__Your assignment__.
Search the records below for the string "parse", and report each line that contains it.

[Saved entries]
--- --- ---
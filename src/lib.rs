//! Animate.css preset for utility-first CSS generation
//!
//! This library provides:
//! - Preset tables mapping semantic names to Animate.css animations and speeds
//! - Animation utilities that turn a value into an ordered style bundle
//! - The Animate.css `@keyframes` bodies every table refers to
//! - A stylesheet builder that emits atomic classes, validated by lightningcss
//!
//! # Example
//!
//! ```
//! use animate_preset::utilities::Utility;
//!
//! let styles = Utility::AnimateOut.transform("fadeOut");
//! assert_eq!(styles.text("animation-name"), Some("fadeOut"));
//! assert_eq!(styles.text("animation-fill-mode"), Some("both"));
//! ```

pub mod cli;
pub mod config;
pub mod integrity;
pub mod keyframes;
pub mod preset;
pub mod presets;
pub mod style;
pub mod stylesheet;
pub mod suggest;
pub mod utilities;

#[cfg(feature = "wasm")]
pub mod wasm;
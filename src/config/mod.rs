//! Configuration for stylesheet builds
//!
//! Provides types and parsing for `animate.toml`.

pub mod loader;
pub mod schema;

pub use loader::*;
pub use schema::*;
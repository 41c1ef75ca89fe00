//! Animate.css `@keyframes` bodies.
//!
//! Every animation name used by a preset table has an entry here, so generated
//! CSS never references an undefined animation. Stops keep their source order
//! and may use selector lists (`"from, 20%, 53%, to"`).

use serde::ser::{Serialize, SerializeMap, Serializer};

/// One stop of a keyframe rule, e.g. `50% { opacity: 1; }`.
#[derive(Debug, Clone, Copy, PartialEq, Eq)]
pub struct KeyframeStop {
    /// Stop selector: `from`, `to`, a percentage, or a comma-joined list
    pub selector: &'static str,
    /// Declarations in source order
    pub declarations: &'static [(&'static str, &'static str)],
}

/// A named `@keyframes` rule.
#[derive(Debug, Clone, Copy, PartialEq, Eq)]
pub struct Keyframes {
    /// Animation identifier referenced by `animation-name`
    pub name: &'static str,
    /// Ordered stops
    pub stops: &'static [KeyframeStop],
}

impl Keyframes {
    /// Render as a pretty-printed `@keyframes` rule.
    ///
    /// # Example
    ///
    /// ```
    /// use animate_preset::keyframes::KEYFRAMES;
    ///
    /// let css = KEYFRAMES.get("fadeIn").unwrap().to_css();
    /// assert!(css.starts_with("@keyframes fadeIn {\n  from {\n    opacity: 0;\n"));
    /// ```
    pub fn to_css(&self) -> String {
        let mut out = String::new();
        self.write_css(&mut out);
        out
    }

    /// Append the pretty-printed rule to `out`.
    pub fn write_css(&self, out: &mut String) {
        out.push_str("@keyframes ");
        out.push_str(self.name);
        out.push_str(" {\n");
        for stop in self.stops {
            out.push_str("  ");
            out.push_str(stop.selector);
            out.push_str(" {\n");
            for (property, value) in stop.declarations {
                out.push_str("    ");
                out.push_str(property);
                out.push_str(": ");
                out.push_str(value);
                out.push_str(";\n");
            }
            out.push_str("  }\n");
        }
        out.push_str("}\n");
    }
}
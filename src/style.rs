//! Style bundles produced by utility transforms.
//!
//! A [`StyleBundle`] is an ordered mapping from a CSS property name (or a
//! nested at-rule / `&`-selector key) to a [`StyleValue`]. Setting a key that
//! already exists replaces the value but keeps its original position, the same
//! way an object spread behaves.

use serde::ser::{Serialize, SerializeMap, Serializer};
use std::fmt;

/// A single value inside a [`StyleBundle`].
#[derive(Debug, Clone, PartialEq)]
pub enum StyleValue {
    /// A literal CSS value (e.g. `"1s"`, `"both"`, `"1ms !important"`)
    Text(String),
    /// A bare number (e.g. `opacity: 0`)
    Number(f64),
    /// A nested block keyed by an at-rule or selector
    Nested(StyleBundle),
}

impl StyleValue {
    /// Returns the text if this is a [`StyleValue::Text`].
    pub fn as_str(&self) -> Option<&str> {
        match self {
            StyleValue::Text(s) => Some(s),
            _ => None,
        }
    }

    /// Returns the number if this is a [`StyleValue::Number`].
    pub fn as_number(&self) -> Option<f64> {
        match self {
            StyleValue::Number(n) => Some(*n),
            _ => None,
        }
    }

    /// Returns the nested bundle if this is a [`StyleValue::Nested`].
    pub fn as_bundle(&self) -> Option<&StyleBundle> {
        match self {
            StyleValue::Nested(b) => Some(b),
            _ => None,
        }
    }

    /// Check if this value is a nested block.
    pub fn is_nested(&self) -> bool {
        matches!(self, StyleValue::Nested(_))
    }
}

impl fmt::Display for StyleValue {
    /// Formats scalar values as they appear in a CSS declaration.
    fn fmt(&self, f: &mut fmt::Formatter<'_>) -> fmt::Result {
        match self {
            StyleValue::Text(s) => f.write_str(s),
            StyleValue::Number(n) => write!(f, "{}", n),
            StyleValue::Nested(_) => f.write_str("{...}"),
        }
    }
}

impl From<&str> for StyleValue {
    fn from(s: &str) -> Self {
        StyleValue::Text(s.to_string())
    }
}

impl From<String> for StyleValue {
    fn from(s: String) -> Self {
        StyleValue::Text(s)
    }
}

impl From<f64> for StyleValue {
    fn from(n: f64) -> Self {
        StyleValue::Number(n)
    }
}

impl From<StyleBundle> for StyleValue {
    fn from(b: StyleBundle) -> Self {
        StyleValue::Nested(b)
    }
}

impl Serialize for StyleValue {
    fn serialize<S: Serializer>(&self, serializer: S) -> Result<S::Ok, S::Error> {
        match self {
            StyleValue::Text(s) => serializer.serialize_str(s),
            // Whole numbers go out as integers so `opacity: 0` stays `0`
            StyleValue::Number(n) if n.fract() == 0.0 && n.abs() < i64::MAX as f64 => {
                serializer.serialize_i64(*n as i64)
            }
            StyleValue::Number(n) => serializer.serialize_f64(*n),
            StyleValue::Nested(b) => b.serialize(serializer),
        }
    }
}

/// Ordered mapping from CSS property (or nested rule key) to value.
///
/// # Example
///
/// ```
/// use animate_preset::style::{StyleBundle, StyleValue};
///
/// let mut bundle = StyleBundle::new();
/// bundle.set("animation-name", "fadeIn");
/// bundle.set("opacity", 0.0);
/// bundle.set("animation-name", "fadeOut");
///
/// assert_eq!(bundle.len(), 2);
/// assert_eq!(bundle.text("animation-name"), Some("fadeOut"));
/// assert_eq!(bundle.get("opacity"), Some(&StyleValue::Number(0.0)));
/// ```
#[derive(Debug, Clone, PartialEq, Default)]
pub struct StyleBundle {
    entries: Vec<(String, StyleValue)>,
}

impl StyleBundle {
    /// Create an empty bundle.
    pub fn new() -> Self {
        Self { entries: Vec::new() }
    }

    /// Insert or replace a value. Replacing keeps the key's original position.
    pub fn set(&mut self, key: impl Into<String>, value: impl Into<StyleValue>) {
        let key = key.into();
        let value = value.into();
        match self.entries.iter_mut().find(|(k, _)| *k == key) {
            Some(slot) => slot.1 = value,
            None => self.entries.push((key, value)),
        }
    }

    /// Builder-style [`set`](Self::set).
    pub fn with(mut self, key: impl Into<String>, value: impl Into<StyleValue>) -> Self {
        self.set(key, value);
        self
    }

    /// Spread every entry of `other` into this bundle, in order.
    pub fn extend(&mut self, other: &StyleBundle) {
        for (key, value) in &other.entries {
            self.set(key.clone(), value.clone());
        }
    }

    /// Look up a value by key.
    pub fn get(&self, key: &str) -> Option<&StyleValue> {
        self.entries.iter().find(|(k, _)| k == key).map(|(_, v)| v)
    }

    /// Look up a text value by key.
    pub fn text(&self, key: &str) -> Option<&str> {
        self.get(key).and_then(StyleValue::as_str)
    }

    /// Look up a nested bundle by key.
    pub fn nested(&self, key: &str) -> Option<&StyleBundle> {
        self.get(key).and_then(StyleValue::as_bundle)
    }

    /// Check whether `key` is present.
    pub fn contains_key(&self, key: &str) -> bool {
        self.get(key).is_some()
    }

    /// Keys in insertion order.
    pub fn keys(&self) -> impl Iterator<Item = &str> {
        self.entries.iter().map(|(k, _)| k.as_str())
    }

    /// Entries in insertion order.
    pub fn iter(&self) -> impl Iterator<Item = (&str, &StyleValue)> {
        self.entries.iter().map(|(k, v)| (k.as_str(), v))
    }

    /// Number of top-level entries.
    pub fn len(&self) -> usize {
        self.entries.len()
    }

    /// Check if the bundle is empty.
    pub fn is_empty(&self) -> bool {
        self.entries.is_empty()
    }

    /// Collect every text value stored under `key`, at any nesting depth.
    pub fn find_all(&self, key: &str) -> Vec<&str> {
        let mut found = Vec::new();
        self.collect_into(key, &mut found);
        found
    }

    fn collect_into<'a>(&'a self, key: &str, found: &mut Vec<&'a str>) {
        for (k, v) in &self.entries {
            match v {
                StyleValue::Nested(inner) => inner.collect_into(key, found),
                StyleValue::Text(s) if k == key => found.push(s),
                _ => {}
            }
        }
    }
}

impl Serialize for StyleBundle {
    fn serialize<S: Serializer>(&self, serializer: S) -> Result<S::Ok, S::Error> {
        let mut map = serializer.serialize_map(Some(self.entries.len()))?;
        for (key, value) in &self.entries {
            map.serialize_entry(key, value)?;
        }
        map.end()
    }
}
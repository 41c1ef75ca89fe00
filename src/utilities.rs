//! Animation utilities: class-name prefix, accepted values, and transform.
//!
//! Each utility is described by a [`UtilityDescriptor`], an immutable record
//! holding a plain function pointer. [`Utility`] gives static dispatch over the
//! fixed descriptor set.
//!
//! Transforms are total: they never validate their input. Values from a fixed
//! table are resolved through that table (so `shake` becomes `shakeX` and
//! `fast` becomes `500ms`), anything else is substituted verbatim. Domain
//! membership is checked separately by [`Utility::apply`], which is what a
//! CSS-generation host calls before using a value.
//!
//! # Example
//!
//! ```
//! use animate_preset::utilities::Utility;
//!
//! let bundle = Utility::Animate.transform("fadeIn");
//! assert_eq!(bundle.text("animation-name"), Some("fadeIn"));
//! assert_eq!(bundle.text("animation-duration"), Some("1s"));
//! assert_eq!(bundle.text("animation-fill-mode"), Some("both"));
//!
//! let speed = Utility::AnimateSpeed.transform("fast");
//! assert_eq!(speed.text("animation-duration"), Some("500ms"));
//! ```

use std::fmt;
use std::str::FromStr;

use serde::ser::{Serialize, SerializeMap, Serializer};

use crate::keyframes::KEYFRAMES;
use crate::presets::{
    PresetTable, ANIMATION_PRESETS, ANIMATION_SPEEDS, ATTENTION_ANIMATIONS, ENTRANCE_ANIMATIONS,
    EXIT_ANIMATIONS,
};
use crate::style::StyleBundle;
use crate::suggest::{closest_matches, did_you_mean, levenshtein_distance};

/// Media query that neutralizes motion for users who ask for less of it, and in print.
pub const REDUCED_MOTION_QUERY: &str = "@media (prefers-reduced-motion: reduce), print";

/// Near-zero duration used by the reduced-motion override. Kept at `1ms`
/// rather than `0s` so `animationend` still fires.
pub const REDUCED_MOTION_DURATION: &str = "1ms !important";

/// Selector key used by the hover utility.
pub const HOVER_SELECTOR: &str = "&:hover";

/// Default duration applied by the animation utilities.
pub const DEFAULT_DURATION: &str = "1s";

/// Values a utility accepts.
#[derive(Debug, Clone, Copy, PartialEq, Eq)]
pub enum Domain {
    /// Keys of a fixed preset table
    Fixed(&'static PresetTable),
    /// Any animation name with a keyframes definition
    Keyframes,
    /// Any string
    OpenString,
}

impl Domain {
    /// Check value-set membership.
    pub fn accepts(&self, value: &str) -> bool {
        match self {
            Domain::Fixed(table) => table.contains_key(value),
            Domain::Keyframes => KEYFRAMES.contains(value),
            Domain::OpenString => true,
        }
    }

    /// The finite set of accepted values, or None for an open domain.
    pub fn candidates(&self) -> Option<Vec<&'static str>> {
        match self {
            Domain::Fixed(table) => Some(table.keys().collect()),
            Domain::Keyframes => Some(KEYFRAMES.names().collect()),
            Domain::OpenString => None,
        }
    }

    /// Short human-readable description, e.g. `entrance (18 values)`.
    pub fn describe(&self) -> String {
        match self {
            Domain::Fixed(table) => format!("{} ({} values)", table.name(), table.len()),
            Domain::Keyframes => format!("keyframes ({} values)", KEYFRAMES.len()),
            Domain::OpenString => "string".to_string(),
        }
    }
}

impl Serialize for Domain {
    /// Fixed tables serialize as the table object, keyframes as the string
    /// `"keyframes"`, open strings as `{"type": "string"}`.
    fn serialize<S: Serializer>(&self, serializer: S) -> Result<S::Ok, S::Error> {
        match self {
            Domain::Fixed(table) => table.serialize(serializer),
            Domain::Keyframes => serializer.serialize_str("keyframes"),
            Domain::OpenString => {
                let mut map = serializer.serialize_map(Some(1))?;
                map.serialize_entry("type", "string")?;
                map.end()
            }
        }
    }
}

/// Immutable description of one utility.
#[derive(Clone, Copy)]
pub struct UtilityDescriptor {
    /// Registration key (e.g. `animateIn`)
    pub key: &'static str,
    /// Generated class-name prefix (e.g. `animate-in`)
    pub class_name: &'static str,
    /// Accepted values
    pub values: Domain,
    /// CSS property for single-property shorthand utilities
    pub property: Option<&'static str>,
    /// Pure value-to-style mapping
    pub transform: fn(&str) -> StyleBundle,
}

impl fmt::Debug for UtilityDescriptor {
    fn fmt(&self, f: &mut fmt::Formatter<'_>) -> fmt::Result {
        f.debug_struct("UtilityDescriptor")
            .field("key", &self.key)
            .field("class_name", &self.class_name)
            .field("values", &self.values)
            .field("property", &self.property)
            .finish_non_exhaustive()
    }
}

impl Serialize for UtilityDescriptor {
    fn serialize<S: Serializer>(&self, serializer: S) -> Result<S::Ok, S::Error> {
        let len = if self.property.is_some() { 3 } else { 2 };
        let mut map = serializer.serialize_map(Some(len))?;
        map.serialize_entry("className", self.class_name)?;
        map.serialize_entry("values", &self.values)?;
        if let Some(property) = self.property {
            map.serialize_entry("property", property)?;
        }
        map.end()
    }
}

/// Error type for host-side utility lookups and value validation
#[derive(Debug, Clone, PartialEq, Eq, thiserror::Error)]
#[non_exhaustive]
pub enum UtilityError {
    /// Name matches no utility key or class name
    #[error("unknown utility '{name}'{}", did_you_mean(.suggestions))]
    UnknownUtility { name: String, suggestions: Vec<String> },
    /// Value is outside the utility's accepted domain
    #[error("'{value}' is not a valid value for {utility}{}", did_you_mean(.suggestions))]
    UnknownValue { utility: &'static str, value: String, suggestions: Vec<String> },
}

/// The fixed set of animation utilities.
#[derive(Debug, Clone, Copy, PartialEq, Eq, Hash, PartialOrd, Ord)]
pub enum Utility {
    /// Any preset animation
    Animate,
    /// Entrance animations
    AnimateIn,
    /// Exit animations; leaves the element hidden afterwards
    AnimateOut,
    /// Attention seekers, played while hovered
    AnimateOnHover,
    /// Attention seekers, looped forever
    AnimateInfinite,
    /// Duration from a speed label
    AnimateSpeed,
    /// Raw `animation-delay`
    AnimateDelay,
    /// Raw `animation-iteration-count`
    AnimateCount,
    /// Raw `animation-name` restricted to known keyframes
    AnimationName,
    /// `animation-iteration-count` shorthand utility
    AnimationRepeat,
}

impl Utility {
    /// All utilities in registration order.
    pub const ALL: [Utility; 10] = [
        Utility::Animate,
        Utility::AnimateIn,
        Utility::AnimateOut,
        Utility::AnimateOnHover,
        Utility::AnimateInfinite,
        Utility::AnimateSpeed,
        Utility::AnimateDelay,
        Utility::AnimateCount,
        Utility::AnimationName,
        Utility::AnimationRepeat,
    ];

    /// The descriptor backing this utility.
    pub fn descriptor(self) -> &'static UtilityDescriptor {
        &DESCRIPTORS[self as usize]
    }

    /// Registration key (e.g. `animateOnHover`).
    pub fn key(self) -> &'static str {
        self.descriptor().key
    }

    /// Class-name prefix (e.g. `animate-hover`).
    pub fn class_name(self) -> &'static str {
        self.descriptor().class_name
    }

    /// Accepted values.
    pub fn values(self) -> Domain {
        self.descriptor().values
    }

    /// Single-property modifiers (speed, delay, count, repeat) that refine an
    /// animation set by another utility.
    pub fn is_modifier(self) -> bool {
        matches!(
            self,
            Utility::AnimateSpeed
                | Utility::AnimateDelay
                | Utility::AnimateCount
                | Utility::AnimationRepeat
        )
    }

    /// Whichever of the key or class name is closer to `query`.
    fn nearest_name(self, query: &str) -> &'static str {
        let query = query.to_lowercase();
        let by_class = levenshtein_distance(&query, &self.class_name().to_lowercase());
        let by_key = levenshtein_distance(&query, &self.key().to_lowercase());
        if by_class < by_key {
            self.class_name()
        } else {
            self.key()
        }
    }

    /// Map a value to its style bundle. Never fails.
    pub fn transform(self, value: &str) -> StyleBundle {
        (self.descriptor().transform)(value)
    }

    /// Validate `value` against the domain, then transform it.
    ///
    /// # Errors
    ///
    /// Returns [`UtilityError::UnknownValue`] when the value is outside a
    /// finite domain.
    pub fn apply(self, value: &str) -> Result<StyleBundle, UtilityError> {
        let domain = self.values();
        if !domain.accepts(value) {
            let suggestions = domain
                .candidates()
                .map(|candidates| closest_matches(value, candidates, 3))
                .unwrap_or_default();
            return Err(UtilityError::UnknownValue {
                utility: self.key(),
                value: value.to_string(),
                suggestions: suggestions.into_iter().map(str::to_string).collect(),
            });
        }
        Ok(self.transform(value))
    }
}

impl fmt::Display for Utility {
    fn fmt(&self, f: &mut fmt::Formatter<'_>) -> fmt::Result {
        f.write_str(self.key())
    }
}

impl FromStr for Utility {
    type Err = UtilityError;

    /// Accepts either the registration key (`animateIn`) or the class name
    /// (`animate-in`).
    fn from_str(s: &str) -> Result<Self, Self::Err> {
        Utility::ALL.into_iter().find(|u| u.key() == s || u.class_name() == s).ok_or_else(|| {
            // One name per utility
            let names = Utility::ALL.iter().map(|u| u.nearest_name(s));
            UtilityError::UnknownUtility {
                name: s.to_string(),
                suggestions: closest_matches(s, names, 3).into_iter().map(str::to_string).collect(),
            }
        })
    }
}

/// Descriptor table, indexed by `Utility as usize`.
pub static DESCRIPTORS: [UtilityDescriptor; 10] = [
    UtilityDescriptor {
        key: "animate",
        class_name: "animate",
        values: Domain::Fixed(&ANIMATION_PRESETS),
        property: None,
        transform: transform_animate,
    },
    UtilityDescriptor {
        key: "animateIn",
        class_name: "animate-in",
        values: Domain::Fixed(&ENTRANCE_ANIMATIONS),
        property: None,
        transform: transform_animate_in,
    },
    UtilityDescriptor {
        key: "animateOut",
        class_name: "animate-out",
        values: Domain::Fixed(&EXIT_ANIMATIONS),
        property: None,
        transform: transform_animate_out,
    },
    UtilityDescriptor {
        key: "animateOnHover",
        class_name: "animate-hover",
        values: Domain::Fixed(&ATTENTION_ANIMATIONS),
        property: None,
        transform: transform_animate_on_hover,
    },
    UtilityDescriptor {
        key: "animateInfinite",
        class_name: "animate-infinite",
        values: Domain::Fixed(&ATTENTION_ANIMATIONS),
        property: None,
        transform: transform_animate_infinite,
    },
    UtilityDescriptor {
        key: "animateSpeed",
        class_name: "animate-speed",
        values: Domain::Fixed(&ANIMATION_SPEEDS),
        property: None,
        transform: transform_animate_speed,
    },
    UtilityDescriptor {
        key: "animateDelay",
        class_name: "animate-delay",
        values: Domain::OpenString,
        property: None,
        transform: transform_animate_delay,
    },
    UtilityDescriptor {
        key: "animateCount",
        class_name: "animate-count",
        values: Domain::OpenString,
        property: None,
        transform: transform_animate_count,
    },
    UtilityDescriptor {
        key: "animationName",
        class_name: "animation-name",
        values: Domain::Keyframes,
        property: None,
        transform: transform_animation_name,
    },
    UtilityDescriptor {
        key: "animationRepeat",
        class_name: "animation-repeat",
        values: Domain::OpenString,
        property: Some("animation-iteration-count"),
        transform: transform_animation_repeat,
    },
];

/// Fill mode plus the reduced-motion / print override block.
pub fn base_animation_styles() -> StyleBundle {
    let reduced_motion = StyleBundle::new()
        .with("animation-duration", REDUCED_MOTION_DURATION)
        .with("transition-duration", REDUCED_MOTION_DURATION)
        .with("animation-iteration-count", "1 !important");

    StyleBundle::new()
        .with("animation-fill-mode", "both")
        .with(REDUCED_MOTION_QUERY, reduced_motion)
}

fn animation(name: &str) -> StyleBundle {
    StyleBundle::new().with("animation-name", name).with("animation-duration", DEFAULT_DURATION)
}

fn animation_with_base(name: &str) -> StyleBundle {
    let mut bundle = animation(name);
    bundle.extend(&base_animation_styles());
    bundle
}

fn transform_animate(value: &str) -> StyleBundle {
    animation_with_base(ANIMATION_PRESETS.resolve(value))
}

fn transform_animate_in(value: &str) -> StyleBundle {
    animation_with_base(ENTRANCE_ANIMATIONS.resolve(value))
}

fn transform_animate_out(value: &str) -> StyleBundle {
    // Without this the element snaps back into view when the animation ends
    animation_with_base(EXIT_ANIMATIONS.resolve(value)).with("opacity", 0.0)
}

fn transform_animate_on_hover(value: &str) -> StyleBundle {
    StyleBundle::new().with(HOVER_SELECTOR, animation_with_base(ATTENTION_ANIMATIONS.resolve(value)))
}

fn transform_animate_infinite(value: &str) -> StyleBundle {
    let mut bundle = animation(ATTENTION_ANIMATIONS.resolve(value));
    bundle.set("animation-iteration-count", "infinite");
    bundle.extend(&base_animation_styles());
    bundle
}

fn transform_animate_speed(value: &str) -> StyleBundle {
    StyleBundle::new().with("animation-duration", ANIMATION_SPEEDS.resolve(value))
}

fn transform_animate_delay(value: &str) -> StyleBundle {
    StyleBundle::new().with("animation-delay", value)
}

fn transform_animate_count(value: &str) -> StyleBundle {
    StyleBundle::new().with("animation-iteration-count", value)
}

fn transform_animation_name(value: &str) -> StyleBundle {
    StyleBundle::new().with("animation-name", value)
}

fn transform_animation_repeat(value: &str) -> StyleBundle {
    StyleBundle::new().with("animation-iteration-count", value)
}
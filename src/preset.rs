//! The assembled Animate.css preset.
//!
//! Bundles the keyframes table (the theme extension) with the full utility
//! set, and exports a host-neutral JSON description of both.

use serde::ser::{Serialize, SerializeMap, Serializer};

use crate::keyframes::{KeyframesTable, KEYFRAMES};
use crate::utilities::{Utility, UtilityDescriptor, DESCRIPTORS};

/// Name the preset is registered under.
pub const PRESET_NAME: &str = "@slurpyb/preset-animate-css";

/// A preset ready for registration with a CSS-generation host.
#[derive(Debug, Clone, Copy)]
pub struct Preset {
    /// Registration name
    pub name: &'static str,
    /// `theme.extend.keyframes`
    pub keyframes: &'static KeyframesTable,
    /// `utilities.extend`, in registration order
    pub utilities: &'static [UtilityDescriptor],
}

/// The preset with every built-in utility and keyframes rule.
///
/// # Example
///
/// ```
/// use animate_preset::preset::{preset, PRESET_NAME};
///
/// let preset = preset();
/// assert_eq!(preset.name, PRESET_NAME);
/// assert!(preset.utility("animateIn").is_some());
/// ```
pub fn preset() -> Preset {
    Preset { name: PRESET_NAME, keyframes: &KEYFRAMES, utilities: &DESCRIPTORS }
}

impl Preset {
    /// Look up a utility descriptor by registration key or class name.
    pub fn utility(&self, name: &str) -> Option<&'static UtilityDescriptor> {
        self.utilities.iter().find(|d| d.key == name || d.class_name == name)
    }

    /// Utilities as their enum handles.
    pub fn utility_handles(&self) -> impl Iterator<Item = Utility> + '_ {
        self.utilities.iter().filter_map(|d| d.key.parse().ok())
    }

    /// Pretty JSON export.
    pub fn to_json(&self) -> Result<String, serde_json::Error> {
        serde_json::to_string_pretty(self)
    }

    /// Single-line JSON export.
    pub fn to_json_compact(&self) -> Result<String, serde_json::Error> {
        serde_json::to_string(self)
    }
}

struct Extend<T>(T);

impl<T: Serialize> Serialize for Extend<T> {
    fn serialize<S: Serializer>(&self, serializer: S) -> Result<S::Ok, S::Error> {
        let mut map = serializer.serialize_map(Some(1))?;
        map.serialize_entry("extend", &self.0)?;
        map.end()
    }
}

struct Theme(&'static KeyframesTable);

impl Serialize for Theme {
    fn serialize<S: Serializer>(&self, serializer: S) -> Result<S::Ok, S::Error> {
        let mut map = serializer.serialize_map(Some(1))?;
        map.serialize_entry("keyframes", self.0)?;
        map.end()
    }
}

struct UtilityMap(&'static [UtilityDescriptor]);

impl Serialize for UtilityMap {
    fn serialize<S: Serializer>(&self, serializer: S) -> Result<S::Ok, S::Error> {
        let mut map = serializer.serialize_map(Some(self.0.len()))?;
        for descriptor in self.0 {
            map.serialize_entry(descriptor.key, descriptor)?;
        }
        map.end()
    }
}

impl Serialize for Preset {
    fn serialize<S: Serializer>(&self, serializer: S) -> Result<S::Ok, S::Error> {
        let mut map = serializer.serialize_map(Some(3))?;
        map.serialize_entry("name", self.name)?;
        map.serialize_entry("theme", &Extend(Theme(self.keyframes)))?;
        map.serialize_entry("utilities", &Extend(UtilityMap(self.utilities)))?;
        map.end()
    }
}

#[cfg(test)]
mod tests {
    use super::*;

    #[test]
    fn test_preset_has_all_utilities() {
        let preset = preset();
        assert_eq!(preset.utilities.len(), Utility::ALL.len());
        let handles: Vec<Utility> = preset.utility_handles().collect();
        assert_eq!(handles, Utility::ALL.to_vec());
    }

    #[test]
    fn test_utility_lookup_by_key_or_class() {
        let preset = preset();
        let by_key = preset.utility("animateOnHover").expect("key lookup");
        let by_class = preset.utility("animate-hover").expect("class lookup");
        assert_eq!(by_key.key, by_class.key);
        assert!(preset.utility("animateSideways").is_none());
    }

    #[test]
    fn test_json_shape() {
        let json: serde_json::Value =
            serde_json::from_str(&preset().to_json().expect("should serialize"))
                .expect("should parse");
        assert_eq!(json["name"], PRESET_NAME);
        assert!(json["theme"]["extend"]["keyframes"]["fadeIn"].is_object());
        assert_eq!(json["utilities"]["extend"]["animateIn"]["className"], "animate-in");
        assert_eq!(json["utilities"]["extend"]["animationName"]["values"], "keyframes");
        assert_eq!(
            json["utilities"]["extend"]["animationRepeat"]["property"],
            "animation-iteration-count"
        );
    }

    #[test]
    fn test_compact_json_is_single_line() {
        let compact = preset().to_json_compact().expect("should serialize");
        assert!(!compact.contains('\n'));
        assert!(compact.starts_with(r#"{"name":"@slurpyb/preset-animate-css""#));
    }
}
--- --- ---
__Result of this task__.
        self.utilities.iter().filter_map(|d| d.key.parse().ok())
                .expect("should parse");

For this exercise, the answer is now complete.